Try title, tax, income - you can see the transition from property to income taxes over time!
This remarkable explosion of accessible knowledge and history is a tribute to what free enterprise can accomplish.
Interesting question: Should we reconsider public education, especially colleges?
Or, could we not devise a standardized set of exams, using biometrics to foolproof against cheating.
Imagine the savings to an up-andcoming youth who decided to study for standardized tests, instead of $35k a year for college.
And taxpayers could save big too.
Jeez, we could offer $10k to every person who passes a set of standardized exams, and close our public universities, and come out way ahead.
Free enterprise!
Must. Not. Surrender. To. Google.
But I can't help it. Now Google will dominate my life even more. Sigh.
Reading the history of the Oxford English dictionary which was involved thousands of volunteers painstakingly reading to flag references to words, a monumental task which ranks the OED as one of the most important and influential books ever written.
That we can now do this by computer...brilliant!!
"That we can now do this by computer"...
That reminds me QT, do you ever cruise over to the Project Gutenberg site?
If you haven't you might want to give it a perusal...
An example: An Inquiry into the Nature and Causes of the Wealth of Nations by Adam Smith
"An example: An Inquiry into the Nature and Causes of the Wealth of Nations by Adam Smith"
Thanks for the Project Gutenberg link, juandos, It's encouraging to see that more than 3900 people have downloaded "Wealth of Nations"
I didn't need to download it. I have hard copy.
"I didn't need to download it. I have hard copy"...
Well hydra I've also owned a copy for four plus decades but now one can put it onto a 'smart phone' or some similer device without lugging the tome around...
That's upside to books going digital amigo...
Another interesting site in this regard is
Wordle
An example of an interesting usage (not my idea):
SOTU 2010
Fodder from which to make your own:
All the former SOTU addresses
>>>> "I didn't need to download it. I have a hard copy"...
(...)
> That's upside to books going digital amigo...
Just don't load it onto a Kindle. They could arbitrarily decide to delete it from your collection, or even to alter the contents without your permission, and even without your being informed of their changes.

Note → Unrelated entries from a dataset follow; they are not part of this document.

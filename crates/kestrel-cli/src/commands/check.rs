use std::path::PathBuf;

use kestrel_lib::Interpreter;

use super::program_loader::{load_program, render_diagnostics};

pub struct CheckArgs {
    pub program_path: Option<PathBuf>,
    pub eval_text: Option<String>,
    pub strict: bool,
    pub color: bool,
}

pub fn run(args: CheckArgs) {
    let input = load_program(args.program_path.as_deref(), args.eval_text.as_deref())
        .unwrap_or_else(|msg| {
            eprintln!("error: {}", msg);
            std::process::exit(1);
        });

    let Some((name, text)) = input.as_source() else {
        eprintln!("error: check expects source text, got a built image");
        std::process::exit(1);
    };

    let mut interp = Interpreter::new();
    let failed = match interp.compile(text) {
        Ok(warnings) => args.strict && warnings.has_warnings(),
        Err(e) if e.diagnostics().is_none() => {
            eprintln!("error: {}", e);
            std::process::exit(1);
        }
        Err(_) => true,
    };

    let diagnostics = interp.diagnostics();
    if !diagnostics.is_empty() {
        eprint!("{}", render_diagnostics(diagnostics, name, text, args.color));
    }
    if failed {
        std::process::exit(1);
    }

    // Silent on success (like cargo check)
}
use rowan::TextRange;

use crate::compile::{NodeId, ValueType};
use crate::diagnostics::DiagnosticKind;
use crate::parser::core::Parser;
use crate::parser::lexer::TokenKind;

impl<'src> Parser<'src> {
    /// One statement, followed by a statement boundary in the builder.
    pub(crate) fn parse_statement(&mut self) {
        if !self.enter_recursion() {
            self.pos = self.tokens.len();
            return;
        }

        match self.current() {
            Some(TokenKind::KwInt | TokenKind::KwFloat) => self.parse_declaration(),
            Some(TokenKind::KwConst) => self.parse_const(),
            Some(TokenKind::KwPrint) => self.parse_print(),
            Some(TokenKind::KwIf) => self.parse_if(),
            Some(TokenKind::KwWhile) => self.parse_while(),
            Some(TokenKind::KwDo) => self.parse_do(),
            Some(TokenKind::KwBreak | TokenKind::KwContinue) => self.parse_loop_exit(),
            Some(TokenKind::BraceOpen) => self.parse_block(),
            Some(TokenKind::Semicolon) => self.bump(),
            Some(TokenKind::BraceClose) => {
                self.error_and_bump(DiagnosticKind::UnexpectedToken, "unmatched `}`")
            }
            Some(TokenKind::Ident) if self.nth(1) == Some(TokenKind::Equals) => {
                self.parse_assignment()
            }
            Some(_) => self.parse_expression_statement(),
            None => {}
        }

        self.builder.end_statement();
        self.exit_recursion();
    }

    /// Consume the terminating `;`, or report and resynchronize.
    fn expect_semicolon(&mut self) -> bool {
        if self.eat(TokenKind::Semicolon) {
            return true;
        }
        self.error(DiagnosticKind::ExpectedSemicolon);
        self.recover();
        false
    }

    fn parse_type(&mut self) -> Option<ValueType> {
        let ty = match self.current() {
            Some(TokenKind::KwInt) => ValueType::Int,
            Some(TokenKind::KwFloat) => ValueType::Float,
            _ => {
                self.error(DiagnosticKind::ExpectedType);
                return None;
            }
        };
        self.bump();
        Some(ty)
    }

    fn parse_name(&mut self) -> Option<(&'src str, TextRange)> {
        if !self.currently_is(TokenKind::Ident) {
            let found = self.current().map_or("end of input", TokenKind::describe);
            self.error_msg(
                DiagnosticKind::ExpectedName,
                format!("expected a name, found {found}"),
            );
            return None;
        }
        let text = self.current_text();
        let span = self.current_span();
        self.bump();
        Some((text, span))
    }

    /// `int x;` / `float y = 1.5;`
    fn parse_declaration(&mut self) {
        let Some(ty) = self.parse_type() else {
            self.recover();
            return;
        };
        let Some((name, span)) = self.parse_name() else {
            self.recover();
            return;
        };
        let init = if self.eat(TokenKind::Equals) {
            match self.parse_expr() {
                Some(value) => Some(value),
                None => {
                    self.recover();
                    return;
                }
            }
        } else {
            None
        };
        if self.expect_semicolon() {
            self.builder.declare(name, ty, init, span);
        }
    }

    /// `const int N = 10;`
    fn parse_const(&mut self) {
        self.bump();
        let Some(ty) = self.parse_type() else {
            self.recover();
            return;
        };
        let Some((name, span)) = self.parse_name() else {
            self.recover();
            return;
        };
        if !self.expect(TokenKind::Equals) {
            self.recover();
            return;
        }
        let Some(value) = self.parse_expr() else {
            self.recover();
            return;
        };
        if self.expect_semicolon() {
            self.builder.declare_const(name, ty, value, span);
        }
    }

    /// `x = expr;`
    fn parse_assignment(&mut self) {
        let Some((name, span)) = self.parse_name() else {
            self.recover();
            return;
        };
        self.bump();
        let Some(value) = self.parse_expr() else {
            self.recover();
            return;
        };
        if self.expect_semicolon() {
            self.builder.assign(name, value, span);
        }
    }

    fn parse_print(&mut self) {
        self.bump();
        let Some(value) = self.parse_expr() else {
            self.recover();
            return;
        };
        if self.expect_semicolon() {
            self.builder.print(value);
        }
    }

    fn parse_expression_statement(&mut self) {
        let start = self.pos;
        let Some(value) = self.parse_expr() else {
            if self.pos == start && !self.currently_is(TokenKind::BraceClose) {
                self.bump();
            }
            self.recover();
            return;
        };
        if self.expect_semicolon() {
            self.builder.expression_statement(value);
        }
    }

    /// `( expr )` around a condition. Missing parentheses are reported but the
    /// condition is still parsed.
    fn parse_condition(&mut self) -> Option<NodeId> {
        let open = self.current_span();
        let has_paren = self.expect(TokenKind::ParenOpen);
        let cond = self.parse_expr();
        if has_paren && !self.eat(TokenKind::ParenClose) {
            self.error_unclosed_delimiter(DiagnosticKind::UnclosedParen, open);
        }
        cond
    }

    /// `if (cond) stmt [else stmt]`
    fn parse_if(&mut self) {
        self.bump();
        let cond = self.parse_condition();
        let skip = self.builder.begin_if(cond);
        self.parse_statement();
        if self.eat(TokenKind::KwElse) {
            let end = self.builder.begin_else(skip);
            self.parse_statement();
            self.builder.end_if(end);
        } else {
            self.builder.end_if(skip);
        }
    }

    /// `while (cond) stmt`
    fn parse_while(&mut self) {
        self.bump();
        self.builder.begin_while();
        let cond = self.parse_condition();
        self.builder.while_condition(cond);
        self.parse_statement();
        self.builder.end_while();
    }

    /// `do stmt while (cond);`
    fn parse_do(&mut self) {
        self.bump();
        self.builder.begin_do();
        self.parse_statement();
        self.builder.begin_do_condition();
        let cond = if self.expect(TokenKind::KwWhile) {
            self.parse_condition()
        } else {
            None
        };
        self.builder.end_do(cond);
        self.expect_semicolon();
    }

    fn parse_loop_exit(&mut self) {
        let span = self.current_span();
        let is_break = self.currently_is(TokenKind::KwBreak);
        self.bump();
        if !self.expect_semicolon() {
            return;
        }
        if is_break {
            self.builder.break_statement(span);
        } else {
            self.builder.continue_statement(span);
        }
    }

    /// `{ stmt* }` opens a nested scope.
    fn parse_block(&mut self) {
        let open = self.current_span();
        self.bump();
        self.builder.enter_scope();
        while !self.should_stop() && !self.currently_is(TokenKind::BraceClose) {
            self.parse_statement();
        }
        if !self.eat(TokenKind::BraceClose) && !self.has_fatal_error() {
            self.error_unclosed_delimiter(DiagnosticKind::UnclosedBlock, open);
        }
        self.builder.exit_scope();
    }
}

Yes, this rather blatantly Orwellian capacity for altering the contents of your books on the fly without your knowledge IS a part of the Kindle.
"What? I could've sworn Clinton made that quote in her book! What the heck?"
1984 is here. It's just 25 years late.
One reason I will NEVER own a Kindle. That they built this capacity into it is utterly inexcusable.
And that's, BTW, the downside to books going digital...
;-)
=================
If anyone doubts this, btw, look Here
The brouhaha came to light about 1.5 years ago where people outside of Canada bought copies from the Canadian Amazon site of... you guessed it, 1984 and Animal Farm... that was licensed only for sale in Canada. The people found their copies retroactively deleted (their money was refunded) from the books on their Kindles and it came out that Amazon could actually EDIT the contents themselves without informing the Kindle owner...
"Dangit, I KNOW there was a picture in this book of Obama bowing to the Saudi King. What the hell?"
.
If you don't have an actual, physical copy in your possession -- even if it's a digitized copy on a burnt DVD -- you don't actually have a copy!!! -- you just have instantaneous access to someone else's library.
Not the same thing, not by a long shot
I'm a big fan of digitizing works, but don't confuse yourself that it's the same as hard copy.
OBH
"Yes, this rather blatantly Orwellian capacity for altering the contents of your books on the fly without your knowledge IS a part of the Kindle."
That's just mind boggling. Thanks for the heads up. The Ministry of Truth is hard at work.